*** Opening of TASK DATA ***

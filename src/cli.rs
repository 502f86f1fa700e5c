//! # WHTRUST CLI
//!
//! Diagnostic command-line interface for an operator's admission webhooks.
//!
//! ## Usage
//!
//! ```bash
//! # Check that the webhook secret's CA is registered on every webhook entry
//! whtrust verify --namespace operator-system
//!
//! # Show which configuration registers a webhook entry
//! whtrust find --kind mutating --webhook mcluster.example.io
//!
//! # Change the failure policy of one webhook entry
//! whtrust set-failure-policy --kind validating --webhook vcluster.example.io --policy Ignore
//!
//! # Dump redacted Secrets, ConfigMaps and webhook configurations as YAML (or --json)
//! whtrust report --namespace operator-system
//! ```
//!
//! Object names not given on the command line come from the environment
//! (`WEBHOOK_SECRET_NAME`, `MUTATING_WEBHOOK_CONFIGURATION_NAME`, ...).

use anyhow::{Context, Result};
use clap::{Parser, Subcommand, ValueEnum};
use k8s_openapi::api::admissionregistration::v1::{
    MutatingWebhookConfiguration, ValidatingWebhookConfiguration,
};
use kube::Client;
use std::time::Duration;
use webhook_trust::config::load_config;
use webhook_trust::observability::metrics;
use webhook_trust::redaction::{RedactionPolicy, RedactionTable, ResourceKind};
use webhook_trust::report::ReportCollector;
use webhook_trust::store::KubeStore;
use webhook_trust::verifier::render_ca_bytes;
use webhook_trust::webhook::{
    find_webhook, update_webhook_configuration, AdmissionWebhookConfiguration, FailurePolicy,
};
use webhook_trust::{TrustConfig, TrustVerifier};

/// Webhook trust diagnostics CLI
#[derive(Parser)]
#[command(name = "whtrust")]
#[command(about = "Admission webhook CA verification and diagnostic export", long_about = None)]
struct Cli {
    #[command(subcommand)]
    command: Commands,

    /// Namespace of the operator and its webhook secret
    #[arg(short, long, global = true)]
    namespace: Option<String>,

    /// Print Prometheus metrics collected during the command
    #[arg(long, global = true)]
    metrics: bool,
}

#[derive(Debug, Clone, Copy, ValueEnum)]
enum WebhookKind {
    Mutating,
    Validating,
}

#[derive(Subcommand)]
enum Commands {
    /// Verify the secret's CA matches every registered webhook entry
    Verify {
        /// Secret holding the webhook certificate
        #[arg(long)]
        secret_name: Option<String>,

        /// Key in the secret holding the CA certificate
        #[arg(long)]
        ca_key: Option<String>,

        /// Name of the MutatingWebhookConfiguration
        #[arg(long)]
        mutating: Option<String>,

        /// Name of the ValidatingWebhookConfiguration
        #[arg(long)]
        validating: Option<String>,

        /// Give up after this many seconds (0 keeps the configured default)
        #[arg(long)]
        timeout_secs: Option<u64>,
    },
    /// Find the configuration registering a webhook entry
    Find {
        #[arg(short, long, value_enum)]
        kind: WebhookKind,

        /// Name of the webhook entry
        #[arg(short, long)]
        webhook: String,
    },
    /// Set the failure policy of one webhook entry
    SetFailurePolicy {
        #[arg(short, long, value_enum)]
        kind: WebhookKind,

        /// Name of the webhook entry
        #[arg(short, long)]
        webhook: String,

        /// Fail or Ignore
        #[arg(short, long)]
        policy: FailurePolicy,
    },
    /// Print redacted Secrets, ConfigMaps and webhook configurations
    Report {
        /// Export ConfigMaps unredacted
        #[arg(long)]
        pass_config_maps: bool,

        /// Print JSON instead of YAML
        #[arg(long)]
        json: bool,
    },
}

#[tokio::main]
async fn main() -> Result<()> {
    // Required for rustls 0.23+ before the kube client opens a connection
    rustls::crypto::ring::default_provider()
        .install_default()
        .map_err(|_provider| anyhow::anyhow!("Failed to install rustls crypto provider"))?;

    tracing_subscriber::fmt()
        .with_env_filter(
            tracing_subscriber::EnvFilter::try_from_default_env()
                .unwrap_or_else(|_| "webhook_trust=info,whtrust=info".into()),
        )
        .with_writer(std::io::stderr)
        .init();

    let cli = Cli::parse();
    metrics::register_metrics()?;

    let client = Client::try_default()
        .await
        .context("Failed to create Kubernetes client. Ensure kubeconfig is configured.")?;
    let store = KubeStore::new(client);

    let mut config = load_config();
    if let Some(namespace) = cli.namespace {
        config = config.with_namespace(namespace);
    }

    let outcome = match cli.command {
        Commands::Verify {
            secret_name,
            ca_key,
            mutating,
            validating,
            timeout_secs,
        } => {
            if let Some(name) = secret_name {
                config = config.with_secret_name(name);
            }
            if let Some(key) = ca_key {
                config = config.with_ca_key(key);
            }
            if let Some(name) = mutating {
                config = config.with_mutating_configuration_name(name);
            }
            if let Some(name) = validating {
                config = config.with_validating_configuration_name(name);
            }
            if let Some(secs) = timeout_secs {
                config = config.with_request_timeout(Duration::from_secs(secs));
            }
            verify_command(store, config).await
        }
        Commands::Find { kind, webhook } => match kind {
            WebhookKind::Mutating => {
                find_command::<MutatingWebhookConfiguration>(&store, &webhook).await
            }
            WebhookKind::Validating => {
                find_command::<ValidatingWebhookConfiguration>(&store, &webhook).await
            }
        },
        Commands::SetFailurePolicy {
            kind,
            webhook,
            policy,
        } => match kind {
            WebhookKind::Mutating => {
                set_failure_policy_command::<MutatingWebhookConfiguration>(&store, &webhook, policy)
                    .await
            }
            WebhookKind::Validating => {
                set_failure_policy_command::<ValidatingWebhookConfiguration>(
                    &store, &webhook, policy,
                )
                .await
            }
        },
        Commands::Report {
            pass_config_maps,
            json,
        } => report_command(&store, &config.namespace, pass_config_maps, json).await,
    };

    if cli.metrics {
        print!("{}", metrics::gather_metrics()?);
    }
    outcome
}

async fn verify_command(store: KubeStore, config: TrustConfig) -> Result<()> {
    println!(
        "Verifying CA of secret '{}/{}' against '{}' and '{}'...",
        config.namespace,
        config.secret_name,
        config.mutating_configuration_name,
        config.validating_configuration_name
    );

    let verifier = TrustVerifier::new(store, config);
    verifier
        .verify_ready()
        .await
        .context("Webhook CA verification failed")?;

    println!("✅ All webhook entries carry the secret's CA");
    Ok(())
}

async fn find_command<C>(store: &KubeStore, webhook: &str) -> Result<()>
where
    C: AdmissionWebhookConfiguration,
    KubeStore: webhook_trust::store::ObjectReader<C>,
{
    let found = find_webhook::<C, _>(store, webhook)
        .await
        .with_context(|| format!("Failed to find webhook '{webhook}'"))?;

    println!("Webhook '{webhook}':");
    println!("  {}: {}", C::kind(&()), found.configuration.configuration_name());
    println!("  Index: {}", found.index);
    if let Some(entry) = found.entry() {
        println!(
            "  Failure Policy: {}",
            entry.failure_policy.unwrap_or("<default>")
        );
        if let Some(url) = entry.client_config.url.as_deref() {
            println!("  URL: {url}");
        }
        if let Some(service) = entry.client_config.service.as_ref() {
            println!("  Service: {}/{}", service.namespace, service.name);
        }
        let ca_bundle = entry
            .client_config
            .ca_bundle
            .as_ref()
            .map_or(&[][..], |bundle| bundle.0.as_slice());
        println!("  CA Bundle:\n{}", render_ca_bytes(ca_bundle));
    }
    Ok(())
}

async fn set_failure_policy_command<C>(
    store: &KubeStore,
    webhook: &str,
    policy: FailurePolicy,
) -> Result<()>
where
    C: AdmissionWebhookConfiguration,
    KubeStore: webhook_trust::store::ObjectReader<C> + webhook_trust::store::ObjectWriter<C>,
{
    let mut found = find_webhook::<C, _>(store, webhook)
        .await
        .with_context(|| format!("Failed to find webhook '{webhook}'"))?;

    if !found.configuration.set_failure_policy(found.index, policy) {
        anyhow::bail!("Webhook '{webhook}' disappeared from its configuration");
    }

    let updated = update_webhook_configuration(store, &found.configuration)
        .await
        .with_context(|| {
            format!(
                "Failed to update {} '{}'",
                C::kind(&()),
                found.configuration.configuration_name()
            )
        })?;

    println!(
        "✅ Failure policy of webhook '{}' in '{}' set to {}",
        webhook,
        updated.configuration_name(),
        policy
    );
    Ok(())
}

async fn report_command(
    store: &KubeStore,
    namespace: &str,
    pass_config_maps: bool,
    json: bool,
) -> Result<()> {
    let mut table = RedactionTable::default();
    if pass_config_maps {
        table = table.with_policy(ResourceKind::ConfigMap, RedactionPolicy::Pass);
    }

    let report = ReportCollector::new(store, table)
        .collect(namespace)
        .await
        .with_context(|| format!("Failed to collect diagnostic report for '{namespace}'"))?;

    let rendered = if json {
        serde_json::to_string_pretty(&report)? + "\n"
    } else {
        serde_yaml::to_string(&report)?
    };
    print!("{rendered}");
    Ok(())
}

*** Close of TASK DATA ***

PROMPT: Please output the exact lines of the records above, beginning with the first and stopping after the line that holds "from the environment", and nothing else.

ANSWER SECTION:
filename src/cli.rs
repository 502f86f1fa700e5c
//! # WHTRUST CLI
//!
//! Diagnostic command-line interface for an operator's admission webhooks.
//!
//! ## Usage
//!
//! ```bash
//! # Check that the webhook secret's CA is registered on every webhook entry
//! whtrust verify --namespace operator-system
//!
//! # Show which configuration registers a webhook entry
//! whtrust find --kind mutating --webhook mcluster.example.io
//!
//! # Change the failure policy of one webhook entry
//! whtrust set-failure-policy --kind validating --webhook vcluster.example.io --policy Ignore
//!
//! # Dump redacted Secrets, ConfigMaps and webhook configurations as YAML (or --json)
//! whtrust report --namespace operator-system
//! ```
//!
//! Object names not given on the command line come from the environment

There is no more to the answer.